Son cinco, seis, diez tipos que se escapan por la escalerita y agarran el playón del estadio, de ese maldito estadio en el que acabamos de comernos la mano de nuestras vidas, acá, en Nizhni Novgorod. Son cinco, seis, diez tipos que huyen de la realidad incontestable, que quisieran correr de aquí, que se esconden en la sombra más sombra debajo de la tribuna. Son cinco, seis, diez tipos que van por la oscuridad, que van evitando la luz y que, sobre todo, van refugiando sus ojos de que otros ojos los vean llorar. Bajando la escalera hacia el estacionamiento, uno no aguanta y solloza. Y otro detrás. Y otro. Todos ellos, además de lagrimear en silencio, saben que no estamos eliminados y que esperamos un milagro. Todos ellos, también, creen tener en claro que nunca vamos a ser eso que creíamos que alguna vez íbamos a ser.
Como queríamos creer inventamos coincidencias misteriosas con 1986, elogiamos publicidades horrendas, compramos vasos y pasajes, dejamos novias esperando, cambiamos destinos, buscamos trabajos, demoramos cuentas, soñamos hasta lo inimaginable y vimos melenudo hasta al pelado más pelado. Sí, hasta al más pelado. “Me siento peor que el día que me dejó una mina a la que intenté conquistar durante cuatro años”, dice uno de los muchachos de la mesa de siempre del centro de prensa y cada uno, sin decirlo, recuerda a un desamor. Porque hasta los tipos más felices con las mujeres más ideales, en noches como la de hoy, saben qué gusto tiene el desamor.
Como queríamos creer sonreímos cada día al encontrarnos a Ariel Scher y a Ezequiel Fernández Moores, esos cracks de cracks del periodismo que acá, incluso en estos tiempos, hacen mejores a todos los que pisan la alfombra de la maldita sala de terapia intensiva de Niznhi Novgorod. “Si ellos siguen viniendo, nosotros también deberíamos”, tira otro de los cronistas que hasta hace cinco minutos estaba hablando de cambiar los pasajes, costara lo que costara. Porque cuando el desamor es verdadero desamor, el dinero es el más último de los problemas.
Como queríamos creer vinimos con los pibes del barrio, que dejaron pedazos de su piel en las tarjetas de crédito y en las intenciones y que, simplemente, decidieron soñar con un poco más de ruido que lo habitual. “Amigos, estoy re caliente y quiero romper todo”, dice el audio de WhatsApp lacónico y evidente de uno de los de siempre en cuestión. Porque cuando un desamor te apuñala, incluso ante la evidencia previa, siempre es mejor tener a un amigo cerca con el que compartir la tristeza.
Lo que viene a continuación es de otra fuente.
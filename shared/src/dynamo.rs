//! DynamoDB operations for MediaLake
//!
//! Two tables are used:
//!
//! | Table                 | Key            | Purpose                       |
//! |-----------------------|----------------|-------------------------------|
//! | asset table           | `InventoryID`  | Media asset records           |
//! | executions table      | `execution_id` | Pipeline execution records    |

use async_trait::async_trait;
use aws_sdk_dynamodb::types::AttributeValue;
use aws_sdk_dynamodb::Client;
use serde_dynamo::{from_item, to_item, Item};
use serde_json::Value;
use std::collections::HashMap;
use tracing::debug;

use crate::config::env_or;
use crate::conversions::{image_to_document, INVENTORY_ID_ATTRIBUTE};
use crate::deletion::AssetStore;
use crate::errors::{Error, Result};
use crate::execution::ExecutionStore;
use crate::models::{AssetRecord, ExecutionRecord};
use crate::replay::DocumentSource;

const ASSET_TABLE_ENV: &str = "ASSET_TABLE";
const DEFAULT_ASSET_TABLE: &str = "medialake-assets";
const EXECUTIONS_TABLE_ENV: &str = "EXECUTIONS_TABLE";
const DEFAULT_EXECUTIONS_TABLE: &str = "medialake-pipeline-executions";

/// DynamoDB client for MediaLake operations
pub struct DynamoClient {
    client: Client,
    asset_table: String,
    executions_table: String,
}

impl DynamoClient {
    /// Create a new DynamoDB client, table names from the environment
    pub fn new(client: Client) -> Self {
        Self {
            client,
            asset_table: env_or(ASSET_TABLE_ENV, DEFAULT_ASSET_TABLE),
            executions_table: env_or(EXECUTIONS_TABLE_ENV, DEFAULT_EXECUTIONS_TABLE),
        }
    }

    /// Create with explicit table names (for testing)
    pub fn with_table_names(client: Client, asset_table: String, executions_table: String) -> Self {
        Self {
            client,
            asset_table,
            executions_table,
        }
    }

    // =========================================================================
    // Assets
    // =========================================================================

    async fn get_asset_item(&self, inventory_id: &str) -> Result<Option<HashMap<String, AttributeValue>>> {
        let result = self
            .client
            .get_item()
            .table_name(&self.asset_table)
            .key(INVENTORY_ID_ATTRIBUTE, AttributeValue::S(inventory_id.to_string()))
            .consistent_read(true)
            .send()
            .await
            .map_err(|e| Error::Database(e.to_string()))?;

        Ok(result.item)
    }

    /// Get an asset record by inventory ID
    pub async fn get_asset(&self, inventory_id: &str) -> Result<Option<AssetRecord>> {
        match self.get_asset_item(inventory_id).await? {
            Some(item) => from_item(item)
                .map(Some)
                .map_err(|e| Error::DynamoSerialization(e.to_string())),
            None => Ok(None),
        }
    }

    /// Get the current asset as a plain JSON document
    pub async fn get_asset_document(&self, inventory_id: &str) -> Result<Option<Value>> {
        Ok(self
            .get_asset_item(inventory_id)
            .await?
            .map(|item| image_to_document(&Item::from(item))))
    }

    /// Delete an asset record
    pub async fn delete_asset(&self, inventory_id: &str) -> Result<()> {
        self.client
            .delete_item()
            .table_name(&self.asset_table)
            .key(INVENTORY_ID_ATTRIBUTE, AttributeValue::S(inventory_id.to_string()))
            .send()
            .await
            .map_err(|e| Error::Database(e.to_string()))?;

        debug!(inventory_id = %inventory_id, "Asset record deleted");
        Ok(())
    }

    // =========================================================================
    // Pipeline executions
    // =========================================================================

    /// Write an execution record
    ///
    /// With `only_if_absent` the write is skipped when a record already
    /// exists; returns whether the record was written.
    pub async fn put_execution(&self, record: &ExecutionRecord, only_if_absent: bool) -> Result<bool> {
        let item: HashMap<String, AttributeValue> =
            to_item(record).map_err(|e| Error::DynamoSerialization(e.to_string()))?;

        let mut request = self
            .client
            .put_item()
            .table_name(&self.executions_table)
            .set_item(Some(item));
        if only_if_absent {
            request = request.condition_expression("attribute_not_exists(execution_id)");
        }

        match request.send().await {
            Ok(_) => Ok(true),
            Err(e) => {
                let conditional = e
                    .as_service_error()
                    .map(|se| se.is_conditional_check_failed_exception())
                    .unwrap_or(false);
                if conditional {
                    Ok(false)
                } else {
                    Err(Error::Database(e.to_string()))
                }
            }
        }
    }
}

#[async_trait]
impl AssetStore for DynamoClient {
    async fn get_asset(&self, inventory_id: &str) -> Result<Option<AssetRecord>> {
        DynamoClient::get_asset(self, inventory_id).await
    }

    async fn delete_asset(&self, inventory_id: &str) -> Result<()> {
        DynamoClient::delete_asset(self, inventory_id).await
    }
}

#[async_trait]
impl DocumentSource for DynamoClient {
    async fn current_document(&self, inventory_id: &str) -> Result<Option<Value>> {
        self.get_asset_document(inventory_id).await
    }
}

#[async_trait]
impl ExecutionStore for DynamoClient {
    async fn put_execution(&self, record: &ExecutionRecord, only_if_absent: bool) -> Result<bool> {
        DynamoClient::put_execution(self, record, only_if_absent).await
    }
}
Como queríamos creer esperamos la llegada de hermanos, amigos, compañeros, socios y más para el último partido, el duelo con Nigeria en San Petersburgo, el que puede destruir a todas las destrucciones y el que puede marcar una era, una horrenda e histórica era. Ese juego es el que nos puede hacer ver lo que nunca esperamos poder ver: un piso más abajo que Corea-Japón 2002. La tragedia deportiva está tocando la puerta, pero ellos vienen igual. Porque al desamor se lo destierra de a poco, siendo muchos y con la certeza de saber que el colectivo siempre abraza mejor cuando va más lleno.
Como queríamos creer desoímos las señales de los que argumentaban y los ladridos de los que simplemente llamaban la atención. En el medio discutimos, armamos listas, pusimos y sacamos a Lautaro Martínez, a Centurión, a Dybala, a Armani y a unos cuántos más. Y, sobre todo, agarramos esto como propio. Porque un verdadero desamor, claro está, siempre viene después de una incontrolable y profunda pasión.
Como queríamos creer no vimos el camino que dibujaron la muerte de Julio Grondona, el 38 a 38, las finales perdidas, los técnicos que pasaron, la Comisión Normalizadora, las renuncias y las contramarchas, los juveniles rotos, la falta de recambio, la programación de amistosos descabellados, la cancelación de amistosos descabellados, los torneos de 30 equipos, las polémicas inventadas, los audios y fotos filtrados, el silencio, las lesiones de último momento, la crueldad de antemano de algunas de las hienas que esperan, el dólar, el flojo nivel de algunos de nuestros ídolos, el cambio permanente de nombres, los chicos que todavía no se acomodaron, los grandes que ya no pueden, el malo (malísimo) juego, la indolencia y el resquebrajamiento del sueño. Y aunque sabemos que esos signos se enfilan con diferentes tenores e importancias, todos fueron señales que simulamos no ver porque queríamos creer. Y como queríamos creer, mientras lloramos junto a cinco, seis, diez tipos que caminan en la sombra, sabemos (y créame que sabemos) que así se rompe un corazón.